I don’t often read fantasy and reading the blurb for this, I wasn’t sure I’d be the right audience. How wrong I was! This is an excellent anthology, filled with fine stories, all of which I would recommend highly.
How did Fogg think up the stunning, intricately executed love story involving post-human intelligences and a very down-to-earth neuroscience couple researching memory (“Traces of Us”)? The characters ponder what makes us us, and how or if that can be encoded. And the story puts what makes us so very human—love—at the heart of scientific enquiry, applying it so beautifully. It reminds me why we do science at all, that at the heart of that it are human questions.
”Sweetest” is one of the creepiest fairground stories I’ve ever read (a whole genre, which makes sense because there’s something really unhinged and hysterical about the fairground experience). This combines with another trope, that of the candy shop—also potential unhingement; a whole temple to sugar??—and almost immediately the reader knows something terrible must happen, which it gratifyingly does. The really smart twist that will break your heart is the revelation of the protagonist’s own story.
In another excellently creepy story, “Taiya,” a woman’s moved back with her husband to his home country, and they encounter a ghost that’s desperate to gain human attention. Her husband’s fairly dismissive—he grew up with the legends, and knows what to do with the taiya (just ignore it); he has the ability born of familiarity to treat it as background. Besides he’s very busy with work. She, unfortunately, is not. This story spoke to me of being immersed in unfamiliar cultures and territory, being emotionally abandoned in a marriage, and about a descent into madness—the siren’s call of compulsion, a theme that’s also in a later story, “The Breaking.”

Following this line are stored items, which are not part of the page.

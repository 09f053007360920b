//! Report export: JSON summary, CSV trade tape and a Markdown digest.
//!
//! Artifacts for a run land in `<output_dir>/<run_id>/`, so rerunning an
//! identical config overwrites its own previous artifacts. Persisted JSON
//! carries `schema_version`; newer versions are rejected on load.

use std::path::{Path, PathBuf};

use anyhow::{bail, Context, Result};
use notematch_core::BacktestEvent;

use crate::runner::{BacktestReport, SCHEMA_VERSION};

// ─── JSON ───────────────────────────────────────────────────────────

pub fn export_json(report: &BacktestReport) -> Result<String> {
    serde_json::to_string_pretty(report).context("failed to serialize BacktestReport to JSON")
}

/// Deserialize a report, rejecting unknown schema versions.
pub fn import_json(json: &str) -> Result<BacktestReport> {
    let report: BacktestReport =
        serde_json::from_str(json).context("failed to deserialize BacktestReport from JSON")?;
    if report.schema_version > SCHEMA_VERSION {
        bail!(
            "unsupported schema version {} (max supported: {})",
            report.schema_version,
            SCHEMA_VERSION
        );
    }
    Ok(report)
}

// ─── CSV ────────────────────────────────────────────────────────────

/// Trade tape, one row per closed position.
pub fn export_trades_csv(events: &[BacktestEvent]) -> Result<String> {
    let mut wtr = csv::Writer::from_writer(vec![]);
    wtr.write_record([
        "side",
        "entry_time",
        "entry_price",
        "match_score",
        "exit_time",
        "exit_price",
        "outcome",
        "pnl_percent",
        "holding_minutes",
    ])?;

    for e in events {
        wtr.write_record([
            &e.side.to_string(),
            &e.entry_time.to_rfc3339(),
            &format!("{:.6}", e.entry_price),
            &format!("{:.4}", e.match_score_at_entry),
            &e.exit_time.to_rfc3339(),
            &format!("{:.6}", e.exit_price),
            &e.outcome.to_string(),
            &format!("{:.4}", e.pnl_percent),
            &e.holding_minutes.to_string(),
        ])?;
    }

    let data = wtr.into_inner().context("failed to flush CSV writer")?;
    String::from_utf8(data).context("CSV output is not valid UTF-8")
}

// ─── Markdown ───────────────────────────────────────────────────────

pub fn generate_report(report: &BacktestReport) -> String {
    let s = &report.run.summary;
    let mut md = String::with_capacity(1024);

    md.push_str(&format!(
        "# {} {} on {}\n\n",
        report.symbol, report.side, report.timeframe
    ));
    md.push_str(&format!("Run `{}`\n\n", report.run_id));

    match (report.window.start, report.window.end) {
        (Some(start), Some(end)) => md.push_str(&format!(
            "Window: {} to {} ({} candles, {} skipped)\n\n",
            start.to_rfc3339(),
            end.to_rfc3339(),
            report.window.candle_count,
            report.run.skipped_candles
        )),
        _ => md.push_str("Window: no candles\n\n"),
    }

    md.push_str("| Metric | Value |\n|---|---|\n");
    md.push_str(&format!("| Setups | {} |\n", s.setup_count));
    md.push_str(&format!(
        "| Wins / Losses / Timeouts | {} / {} / {} |\n",
        s.win_count, s.loss_count, s.timeout_count
    ));
    md.push_str(&format!("| Win rate | {:.1}% |\n", s.win_rate * 100.0));
    md.push_str(&format!("| Profit factor | {} |\n", fmt_profit_factor(s.profit_factor)));
    md.push_str(&format!("| Expectancy | {:.3}% |\n", s.expectancy));
    md.push_str(&format!("| Average win | {:.3}% |\n", s.average_win));
    md.push_str(&format!("| Average loss | {:.3}% |\n", s.average_loss));
    md.push_str(&format!("| Max drawdown | {:.3}% |\n", s.max_drawdown));
    md.push_str(&format!(
        "| Longest streaks (win / loss) | {} / {} |\n",
        s.max_consecutive_wins, s.max_consecutive_losses
    ));
    if let Some(best) = report.run.best_score {
        md.push_str(&format!("| Best entry score | {best:.4} |\n"));
    }
    md
}

pub fn fmt_profit_factor(pf: f64) -> String {
    if pf.is_infinite() {
        "inf".to_string()
    } else {
        format!("{pf:.2}")
    }
}

// ─── Artifact bundle ────────────────────────────────────────────────

/// Write `summary.json`, `trades.csv` and `report.md` under
/// `<output_dir>/<run_id>/`. Returns the run directory.
pub fn export_report(report: &BacktestReport, output_dir: &Path) -> Result<PathBuf> {
    let run_dir = output_dir.join(&report.run_id);
    std::fs::create_dir_all(&run_dir)
        .with_context(|| format!("failed to create artifact dir: {}", run_dir.display()))?;

    write_artifact(&run_dir.join("summary.json"), export_json(report)?)?;
    write_artifact(
        &run_dir.join("trades.csv"),
        export_trades_csv(&report.run.events)?,
    )?;
    write_artifact(&run_dir.join("report.md"), generate_report(report))?;

    Ok(run_dir)
}

fn write_artifact(path: &Path, contents: String) -> Result<()> {
    std::fs::write(path, contents).with_context(|| format!("failed to write {}", path.display()))
}

/// Load a report back from a run directory.
pub fn load_report(run_dir: &Path) -> Result<BacktestReport> {
    let path = run_dir.join("summary.json");
    let json = std::fs::read_to_string(&path)
        .with_context(|| format!("failed to read {}", path.display()))?;
    import_json(&json)
}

That’s just three stories in this wonderful collection. Most of what makes this anthology so good is Fogg’s excellent prose, always very even and assured no matter the subject. Compellingly, she seems to know a lot about every subject she tackles, from neuroscience to surfing. There’s time travel, shapeshifting, an eternal garden, a sea witch, magical illusions, the Queen of the Hunt, and lots more. Even a story about fanfic. But all of this always rooted in human things: in the love between a couple, between a mother and daughter, in friendship, home, the wounds of loss and abandonment, and trust. I also really enjoyed the international flavour of these stories. They feel like they’re from many different cultures and folkways; in fact, if you told me Fogg was the pseudonym of an international collective, I’d believe you.
Anyway, again, a stunning and really lovely collection, highly recommended. Thank you to Interstellar Flight Press for an early DRC.